La nouvelle diplomatie sera celle d’une relation clarifiée avec les Etats-Unis. Les Etats-Unis ont un grand rôle à jouer dans le monde. L’élection d’un président démocrate après George W. Bush marquera une inflexion, mais pas forcément – hélas ! – une réorientation fondamentale de la doctrine américaine à l’égard des autres continents ou du « choc des civilisations ». Je récuse l’anti-américanisme primaire et je ne suis pas un partisan du suivisme des positions de Washington ou de l’OTAN. Là aussi, il faudra être plus précis et surtout plus efficace que J. Chirac qui, s’il a pu avoir des intuitions justes, les a appliquées en général de façon désastreuse au point de nous isoler d’une partie de la communauté internationale.

3) Enfin, le vrai changement en 2007 ne devra pas laisser de côté nos compatriotes à l’étranger.

Je connais bien le monde et, aujourd’hui comme dans mes différentes responsabilités d’Etat, j’ai eu la chance de le sillonner, de l’observer, de le comprendre. Dans mes déplacements, je rencontre les Français qui sont expatriés et je constate une évolution avec le temps. Pour trop de responsables gouvernementaux, les Français à l’étranger sont considérés comme des Français étranges… Dans certains ministères ou certains médias parisiens, on les imagine comme des nababs gâtés par la multinationale qui les emploie ou cajolés par l’administration qui les envoie.

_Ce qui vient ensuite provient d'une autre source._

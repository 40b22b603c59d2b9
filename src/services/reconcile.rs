/// Per-run, per-day upsert of trip positions
///
/// A run has at most one row per service day in `trip_positions`. The first
/// observation of a run on a day inserts it; every later one overwrites the
/// mutable fields under the same id. The service day is the calendar date of
/// the departure's own timestamp (in its own offset), not of the poll.
use crate::db::{format_timestamp, StoreError};
use crate::models::{Departure, PositionFields};
use chrono::{DateTime, FixedOffset, Utc};
use sqlx::SqlitePool;
use std::fmt;
use tracing::info;
use uuid::Uuid;

/// What a reconciliation did
#[derive(Debug, Clone, PartialEq, Eq)]
pub enum Outcome {
    Inserted { id: String },
    Updated { id: String },
    Skipped(SkipReason),
}

#[derive(Debug, Clone, Copy, PartialEq, Eq)]
pub enum SkipReason {
    InvalidTimestamp,
    InvalidScheduledTimestamp,
    NoPosition,
}

impl fmt::Display for SkipReason {
    fn fmt(&self, f: &mut fmt::Formatter<'_>) -> fmt::Result {
        match self {
            SkipReason::InvalidTimestamp => write!(f, "invalid timestamp"),
            SkipReason::InvalidScheduledTimestamp => write!(f, "invalid scheduled timestamp"),
            SkipReason::NoPosition => write!(f, "no position"),
        }
    }
}

/// Validated timestamps of a departure: (authoritative, planned)
pub fn departure_times(
    departure: &Departure,
) -> Result<(DateTime<FixedOffset>, DateTime<FixedOffset>), SkipReason> {
    let when = departure
        .when
        .as_deref()
        .filter(|w| !w.is_empty())
        .and_then(|w| DateTime::parse_from_rfc3339(w).ok())
        .ok_or(SkipReason::InvalidTimestamp)?;

    let planned = departure
        .planned_when
        .as_deref()
        .and_then(|p| DateTime::parse_from_rfc3339(p).ok())
        .ok_or(SkipReason::InvalidScheduledTimestamp)?;

    Ok((when, planned))
}

/// Insert or update the position row of `run_id` on the fields' service day
pub async fn reconcile(
    pool: &SqlitePool,
    run_id: &str,
    fields: &PositionFields,
) -> Result<Outcome, StoreError> {
    let service_day = fields.service_day().to_string();

    let existing: Option<(String,)> =
        sqlx::query_as("SELECT id FROM trip_positions WHERE run_id = ? AND service_day = ?")
            .bind(run_id)
            .bind(&service_day)
            .fetch_optional(pool)
            .await
            .map_err(|e| StoreError::DatabaseError(e.to_string()))?;

    match existing {
        None => {
            let id = Uuid::new_v4().to_string();
            sqlx::query(
                r#"
                INSERT INTO trip_positions
                    (id, run_id, service_day, timestamp, planned_timestamp, delay,
                     line_name, trip_id, latitude, longitude, destination)
                VALUES (?, ?, ?, ?, ?, ?, ?, ?, ?, ?, ?)
                "#,
            )
            .bind(&id)
            .bind(run_id)
            .bind(&service_day)
            .bind(format_timestamp(&fields.timestamp))
            .bind(format_timestamp(&fields.planned_timestamp))
            .bind(fields.delay_secs)
            .bind(&fields.line_name)
            .bind(&fields.trip_id)
            .bind(fields.position[1])
            .bind(fields.position[0])
            .bind(&fields.destination)
            .execute(pool)
            .await
            .map_err(|e| StoreError::DatabaseError(e.to_string()))?;

            Ok(Outcome::Inserted { id })
        }
        Some((id,)) => {
            sqlx::query(
                r#"
                UPDATE trip_positions
                SET timestamp = ?,
                    planned_timestamp = ?,
                    delay = ?,
                    line_name = ?,
                    trip_id = ?,
                    latitude = ?,
                    longitude = ?,
                    destination = ?
                WHERE id = ?
                "#,
            )
            .bind(format_timestamp(&fields.timestamp))
            .bind(format_timestamp(&fields.planned_timestamp))
            .bind(fields.delay_secs)
            .bind(&fields.line_name)
            .bind(&fields.trip_id)
            .bind(fields.position[1])
            .bind(fields.position[0])
            .bind(&fields.destination)
            .bind(&id)
            .execute(pool)
            .await
            .map_err(|e| StoreError::DatabaseError(e.to_string()))?;

            Ok(Outcome::Updated { id })
        }
    }
}

/// Retention sweep: remove positions whose timestamp is older than `cutoff`
pub async fn delete_older_than(pool: &SqlitePool, cutoff: DateTime<Utc>) -> Result<u64, StoreError> {
    let result = sqlx::query("DELETE FROM trip_positions WHERE timestamp < ?")
        .bind(format_timestamp(&cutoff))
        .execute(pool)
        .await
        .map_err(|e| StoreError::DatabaseError(e.to_string()))?;

    let deleted = result.rows_affected();
    info!(deleted, cutoff = %cutoff, "Deleted old trip positions");
    Ok(deleted)
}
//! Stage executors: `(job context, prior items) -> (new items, per-item errors)`.
//!
//! Every input item either comes out the other side or is named in
//! `errors`. A `StageError` means the stage as a whole could not run and the
//! orchestrator decides whether to try again.

pub mod enrich;
pub mod extract;
pub mod fitment;
pub mod normalize;
pub mod publish;

use crate::{
    cancel::CancelToken,
    llm::LanguageModel,
    models::{ProductRecord, Stage},
    sink::PublishSink,
    tenants::TenantProfile,
};
use async_trait::async_trait;
use serde_json::Value;
use std::{collections::BTreeMap, sync::Arc, time::Duration};
use thiserror::Error;
use uuid::Uuid;

pub use enrich::EnrichExecutor;
pub use extract::{ExtractExecutor, SourceRef};
pub use fitment::FitmentExecutor;
pub use normalize::NormalizeExecutor;
pub use publish::PublishExecutor;

#[derive(Debug, Clone)]
pub struct StageContext {
    pub job_id: Uuid,
    pub tenant: Arc<TenantProfile>,
    pub source_ref: String,
    pub stage: Stage,
    pub attempt: u32,
    pub cancel: CancelToken,
}

impl StageContext {
    /// Item-boundary cancellation check.
    pub fn checkpoint(&self) -> Result<(), StageError> {
        if self.cancel.is_cancelled() {
            let reason = self
                .cancel
                .reason()
                .unwrap_or_else(|| "cancelled".to_string());
            return Err(StageError::cancelled(self.stage, reason));
        }
        Ok(())
    }
}

#[derive(Debug, Clone, PartialEq, Eq)]
pub struct ItemError {
    pub index: usize,
    pub sku: Option<String>,
    pub reason: String,
}

impl ItemError {
    pub fn new(index: usize, item: &ProductRecord, reason: impl Into<String>) -> Self {
        Self {
            index,
            sku: item.sku_label(),
            reason: reason.into(),
        }
    }
}

#[derive(Debug, Clone, Default)]
pub struct StageBatch {
    pub items: Vec<ProductRecord>,
    pub errors: Vec<ItemError>,
    /// Free-form summary recorded in the job's stage reports.
    pub report: Value,
}

impl StageBatch {
    pub fn new(items: Vec<ProductRecord>, errors: Vec<ItemError>, report: Value) -> Self {
        Self {
            items,
            errors,
            report,
        }
    }
}

#[derive(Debug, Clone, Copy, PartialEq, Eq)]
pub enum StageErrorKind {
    Fatal,
    Timeout,
    Cancelled,
}

#[derive(Debug, Error)]
#[error("stage `{stage}` failed: {message}")]
pub struct StageError {
    stage: Stage,
    message: String,
    kind: StageErrorKind,
}

impl StageError {
    pub fn fatal(stage: Stage, message: impl Into<String>) -> Self {
        Self {
            stage,
            message: message.into(),
            kind: StageErrorKind::Fatal,
        }
    }

    pub fn timeout(stage: Stage, after: Duration) -> Self {
        Self {
            stage,
            message: format!("timed out after {}s", after.as_secs_f64()),
            kind: StageErrorKind::Timeout,
        }
    }

    pub fn cancelled(stage: Stage, reason: impl Into<String>) -> Self {
        Self {
            stage,
            message: reason.into(),
            kind: StageErrorKind::Cancelled,
        }
    }

    pub fn stage(&self) -> Stage {
        self.stage
    }

    pub fn kind(&self) -> StageErrorKind {
        self.kind
    }

    pub fn detail(&self) -> &str {
        &self.message
    }
}

#[async_trait]
pub trait StageExecutor: Send + Sync {
    fn stage(&self) -> Stage;

    /// Must be idempotent for the same context and input.
    async fn execute(
        &self,
        ctx: &StageContext,
        items: &[ProductRecord],
    ) -> Result<StageBatch, StageError>;
}

#[derive(Clone, Default)]
pub struct ExecutorRegistry {
    executors: BTreeMap<Stage, Arc<dyn StageExecutor>>,
}

impl ExecutorRegistry {
    pub fn new() -> Self {
        Self::default()
    }

    /// The five built-in executors. Campaign stays unregistered and is skipped.
    pub fn standard(llm: Arc<dyn LanguageModel>, sink: Arc<dyn PublishSink>) -> Self {
        Self::new()
            .register(Arc::new(ExtractExecutor::from_env(llm.clone())))
            .register(Arc::new(NormalizeExecutor))
            .register(Arc::new(EnrichExecutor::new(llm)))
            .register(Arc::new(FitmentExecutor))
            .register(Arc::new(PublishExecutor::new(sink)))
    }

    pub fn register(mut self, executor: Arc<dyn StageExecutor>) -> Self {
        self.executors.insert(executor.stage(), executor);
        self
    }

    pub fn get(&self, stage: Stage) -> Option<Arc<dyn StageExecutor>> {
        self.executors.get(&stage).cloned()
    }
}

C’est une caricature ! Les Français à l’étranger sont désormais constitués d’une majorité de binationaux dont la situation personnelle, professionnelle, matérielle, financière, impose de nouveaux besoins, donc de nouvelles réponses.

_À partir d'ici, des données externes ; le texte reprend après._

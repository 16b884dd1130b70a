use super::{StageBatch, StageContext, StageError, StageExecutor};
use crate::models::{ProductRecord, Stage};
use async_trait::async_trait;
use once_cell::sync::Lazy;
use regex::Regex;
use serde_json::json;

static YEAR_RANGE_RE: Lazy<Regex> = Lazy::new(|| {
    Regex::new(r"(?i)\b((?:19|20)\d{2})\s*(?:-|/|a|até|ate|to)\s*((?:19|20)\d{2})\b")
        .expect("year range pattern compiles")
});

static MARKUP_RE: Lazy<Regex> =
    Lazy::new(|| Regex::new(r"<[^>]*>").expect("markup pattern compiles"));

/// Derives vehicle compatibility from the tenant's fitment vocabulary.
pub struct FitmentExecutor;

fn year_range(text: &str) -> Option<(u16, u16)> {
    let caps = YEAR_RANGE_RE.captures(text)?;
    let start: u16 = caps.get(1)?.as_str().parse().ok()?;
    let end: u16 = caps.get(2)?.as_str().parse().ok()?;
    (start <= end).then_some((start, end))
}

fn mentions(haystack: &str, term: &str) -> bool {
    let term = term.trim().to_lowercase();
    if term.is_empty() {
        return false;
    }
    let pattern = format!(r"\b{}\b", regex::escape(&term));
    Regex::new(&pattern).is_ok_and(|re| re.is_match(haystack))
}

#[async_trait]
impl StageExecutor for FitmentExecutor {
    fn stage(&self) -> Stage {
        Stage::Fitment
    }

    async fn execute(
        &self,
        ctx: &StageContext,
        items: &[ProductRecord],
    ) -> Result<StageBatch, StageError> {
        let vocabulary = &ctx.tenant.fitment_vocabulary;
        let mut out = Vec::with_capacity(items.len());
        let mut matched = 0usize;

        for item in items {
            ctx.checkpoint()?;
            let mut record = item.clone();
            let text = format!(
                "{} {}",
                record.title.as_deref().unwrap_or(""),
                MARKUP_RE.replace_all(record.description.as_deref().unwrap_or(""), " ")
            );
            let lowered = text.to_lowercase();
            let years = year_range(&text);

            let before = record.compatibility.len();
            for vehicle in vocabulary {
                if !mentions(&lowered, vehicle) {
                    continue;
                }
                let entry = match years {
                    Some((start, end)) => format!("{} {start}-{end}", vehicle.trim()),
                    None => vehicle.trim().to_string(),
                };
                if !record
                    .compatibility
                    .iter()
                    .any(|existing| existing.eq_ignore_ascii_case(&entry))
                {
                    record.compatibility.push(entry);
                }
            }
            if record.compatibility.len() > before {
                matched += 1;
            }
            out.push(record);
        }

        Ok(StageBatch::new(
            out,
            Vec::new(),
            json!({ "matched": matched, "vocabulary": vocabulary.len() }),
        ))
    }
}

#[cfg(test)]
mod tests {
    use super::*;
    use crate::{tenants::TenantProfile, testing::context_for_tenant};

    fn tenant() -> TenantProfile {
        let mut tenant = TenantProfile::new("autopecas-sul");
        tenant.fitment_vocabulary = vec!["Gol".into(), "Palio".into(), "Uno".into()];
        tenant
    }

    #[test]
    fn reads_year_ranges_in_either_language() {
        assert_eq!(year_range("Gol G5 2008 a 2012"), Some((2008, 2012)));
        assert_eq!(year_range("Palio 1996-2000"), Some((1996, 2000)));
        assert_eq!(year_range("Uno 2010/2005"), None);
        assert_eq!(year_range("sem ano"), None);
    }

    #[tokio::test]
    async fn tags_vehicles_with_year_ranges() {
        let ctx = context_for_tenant(Stage::Fitment, tenant());
        let items = vec![
            ProductRecord {
                sku: Some("A".into()),
                title: Some("Pastilha de freio Gol / Palio 2008 a 2012".into()),
                ..Default::default()
            },
            ProductRecord {
                sku: Some("B".into()),
                title: Some("Tapete universal".into()),
                description: Some("<p>Serve em qualquer carro, exceto Unoxx</p>".into()),
                ..Default::default()
            },
        ];
        let batch = FitmentExecutor.execute(&ctx, &items).await.expect("batch");
        assert_eq!(batch.items[0].compatibility, vec!["Gol 2008-2012", "Palio 2008-2012"]);
        assert!(batch.items[1].compatibility.is_empty());
        assert_eq!(batch.report["matched"], 1);

        let again = FitmentExecutor
            .execute(&ctx, &batch.items)
            .await
            .expect("again");
        assert_eq!(again.items, batch.items);
    }
}
use async_trait::async_trait;
use std::time::{Duration, Instant};

/// Time source for backoff pauses and admission windows.
#[async_trait]
pub trait Clock: Send + Sync {
    fn now(&self) -> Instant;
    async fn sleep(&self, duration: Duration);
}

#[derive(Debug, Default, Clone, Copy)]
pub struct SystemClock;

#[async_trait]
impl Clock for SystemClock {
    fn now(&self) -> Instant {
        Instant::now()
    }

    async fn sleep(&self, duration: Duration) {
        tokio::time::sleep(duration).await;
    }
}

Le projet socialiste est porteur de deux propositions justes en leur direction : l’élection au suffrage universel direct de députés représentant les Français à l’étranger afin qu’ils participent à l’élaboration des lois de la République et la co-tutelle entre les ministères de l’Education Nationale et des Affaires étrangères pour l’Agence pour l’Enseignement Français à l’Etranger. Ce sont deux avancées attendues et positives.

Je souhaite enrichir et préciser notre projet en formulant trois propositions inspirées des réflexions de votre Fédération et qui seront à notre portée si nous l’emportons en 2007. En matière d’enseignement, je plaide pour une réduction du coût à la charge des familles – l’objectif d’un allégement de l’ordre de 25 % d’ici la fin de la législature est envisageable. En matière de solidarité et d’accès à l’emploi, il faudra créer une Agence pour l’Action Sociale et l’Emploi sous forme d’établissement public afin de mutualiser et renforcer les outils existants. Enfin, la sécurité de nos compatriotes à l’étranger est un impératif absolu dans un monde traversé de menaces et de risques, ce qui suppose que soit reposée la question des moyens alloués à nos représentations, notamment à nos consulats actuellement précarisés par le gouvernement.

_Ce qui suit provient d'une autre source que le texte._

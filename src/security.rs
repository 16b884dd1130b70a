use crate::{
    admission::{Admission, AdmissionController, CallerClass},
    models::ApiError,
    tenants::TenantRegistry,
};
use axum::{
    Json,
    body::Body,
    extract::State,
    http::{self, Method, Request, StatusCode, header::HeaderValue},
    middleware::Next,
    response::{IntoResponse, Response},
};
use std::{convert::Infallible, sync::Arc, time::Duration};
use tracing::{debug, warn};

#[derive(Clone)]
pub struct AuthState {
    tenants: TenantRegistry,
    admission: Arc<AdmissionController>,
}

#[derive(Clone, Debug)]
pub struct AuthContext {
    pub tenant: String,
    pub api_key_id: String,
}

impl AuthState {
    pub fn new(tenants: TenantRegistry, admission: Arc<AdmissionController>) -> Self {
        Self { tenants, admission }
    }

    fn authenticate(&self, presented: &str) -> Option<AuthContext> {
        self.tenants.authenticate(presented).map(|record| AuthContext {
            tenant: record.tenant,
            api_key_id: record.api_key_id,
        })
    }
}

/// Which admission budget a protected request draws from.
pub fn classify(method: &Method, path: &str) -> CallerClass {
    let path = path.trim_end_matches('/');
    if method == Method::GET {
        return CallerClass::Read;
    }
    if method == Method::POST
        && (path == "/jobs" || path.ends_with("/retry") || path.ends_with("/confirm"))
    {
        return CallerClass::Expensive;
    }
    CallerClass::Standard
}

pub async fn require_api_auth(
    State(state): State<AuthState>,
    mut request: Request<Body>,
    next: Next,
) -> Result<Response, Infallible> {
    let Some(presented) = extract_api_key(request.headers()) else {
        let response =
            unauthorized_response("missing_api_key", "Provide X-Api-Key or Bearer token");
        return Ok(response);
    };

    let Some(context) = state.authenticate(&presented) else {
        warn!(target = "catalog.api", "rejected unknown api key");
        let response = unauthorized_response("invalid_api_key", "Key not recognized");
        return Ok(response);
    };

    let class = classify(request.method(), request.uri().path());
    match state.admission.allow(class, &context.api_key_id).await {
        Admission::Admitted {
            limit,
            remaining,
            reset_after,
        } => {
            debug!(
                target = "catalog.admission",
                tenant = %context.tenant,
                class = %class,
                remaining,
                "request_admitted"
            );
            request.extensions_mut().insert(context);
            let mut response = next.run(request).await;
            apply_rate_headers(response.headers_mut(), limit, remaining, reset_after);
            Ok(response)
        }
        Admission::Throttled { limit, retry_after } => {
            warn!(
                target = "catalog.admission",
                tenant = %context.tenant,
                api_key = %context.api_key_id,
                class = %class,
                retry_after_ms = retry_after.as_millis() as u64,
                "request_throttled"
            );
            let mut response = too_many_requests("rate_limited", "Too many requests");
            let headers = response.headers_mut();
            headers.insert(
                http::header::RETRY_AFTER,
                header_number(ceil_secs(retry_after).max(1)),
            );
            apply_rate_headers(headers, limit, 0, retry_after);
            Ok(response)
        }
    }
}

fn ceil_secs(duration: Duration) -> u64 {
    duration.as_secs() + u64::from(duration.subsec_nanos() > 0)
}

fn header_number(value: u64) -> HeaderValue {
    HeaderValue::from_str(&value.to_string()).unwrap_or_else(|_| HeaderValue::from_static("0"))
}

fn apply_rate_headers(headers: &mut http::HeaderMap, limit: u32, remaining: u32, reset: Duration) {
    headers.insert("X-RateLimit-Limit", header_number(u64::from(limit)));
    headers.insert("X-RateLimit-Remaining", header_number(u64::from(remaining)));
    headers.insert("X-RateLimit-Reset", header_number(ceil_secs(reset)));
}

fn extract_api_key(headers: &http::HeaderMap) -> Option<String> {
    if let Some(value) = headers.get(http::header::AUTHORIZATION)
        && let Ok(raw) = value.to_str()
        && raw.len() >= 7
        && raw[..6].eq_ignore_ascii_case("bearer")
    {
        return Some(raw[6..].trim().to_string());
    }
    headers
        .get("X-Api-Key")
        .and_then(|value| value.to_str().ok())
        .map(|value| value.trim().to_string())
        .filter(|value| !value.is_empty())
}

fn unauthorized_response(code: &str, message: &str) -> Response {
    let payload = ApiError {
        error: code.to_string(),
        detail: Some(message.to_string()),
    };
    (StatusCode::UNAUTHORIZED, Json(payload)).into_response()
}

fn too_many_requests(code: &str, message: &str) -> Response {
    let payload = ApiError {
        error: code.to_string(),
        detail: Some(message.to_string()),
    };
    (StatusCode::TOO_MANY_REQUESTS, Json(payload)).into_response()
}

#[cfg(test)]
mod tests {
    use super::*;

    #[test]
    fn classifies_routes_by_cost() {
        assert_eq!(classify(&Method::POST, "/jobs"), CallerClass::Expensive);
        assert_eq!(classify(&Method::POST, "/jobs/abc/retry"), CallerClass::Expensive);
        assert_eq!(classify(&Method::POST, "/jobs/abc/confirm"), CallerClass::Expensive);
        assert_eq!(classify(&Method::POST, "/jobs/abc/cancel"), CallerClass::Standard);
        assert_eq!(classify(&Method::GET, "/jobs/abc"), CallerClass::Read);
        assert_eq!(classify(&Method::GET, "/jobs"), CallerClass::Read);
    }

    #[test]
    fn reads_bearer_or_header_keys() {
        let mut headers = http::HeaderMap::new();
        headers.insert(http::header::AUTHORIZATION, HeaderValue::from_static("Bearer  k1 "));
        assert_eq!(extract_api_key(&headers).as_deref(), Some("k1"));

        let mut headers = http::HeaderMap::new();
        headers.insert("X-Api-Key", HeaderValue::from_static("k2"));
        assert_eq!(extract_api_key(&headers).as_deref(), Some("k2"));

        assert_eq!(extract_api_key(&http::HeaderMap::new()), None);
    }

    #[test]
    fn partial_seconds_round_up() {
        assert_eq!(ceil_secs(Duration::from_millis(1500)), 2);
        assert_eq!(ceil_secs(Duration::from_secs(6)), 6);
    }
}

Chers camarades, vous êtes les Français de l’étranger, mais vous n’êtes pas étrangers à la France, à son avenir, à son rayonnement. Vous appartenez à la communauté nationale et comprendrez donc, peut-être mieux que d’autres, pourquoi j’entends, devant les socialistes puis devant les électeurs, parler de la France. Cette idée et cette réalité ne sont pas réservées à la droite ou à l’extrême droite. Je suis fier, nous sommes fiers d’être Français. Notre patriotisme n’est pas théorique ou nationaliste, mais concret et ouvert sur le monde. La France a un grand rôle à jouer dans le monde et la francophonie aussi. 2007 doit permettre à la gauche et aux socialistes de le montrer avec force pour la paix, pour la croissance, pour le développement solidaire, pour l’écologie active, pour les droits de l’homme.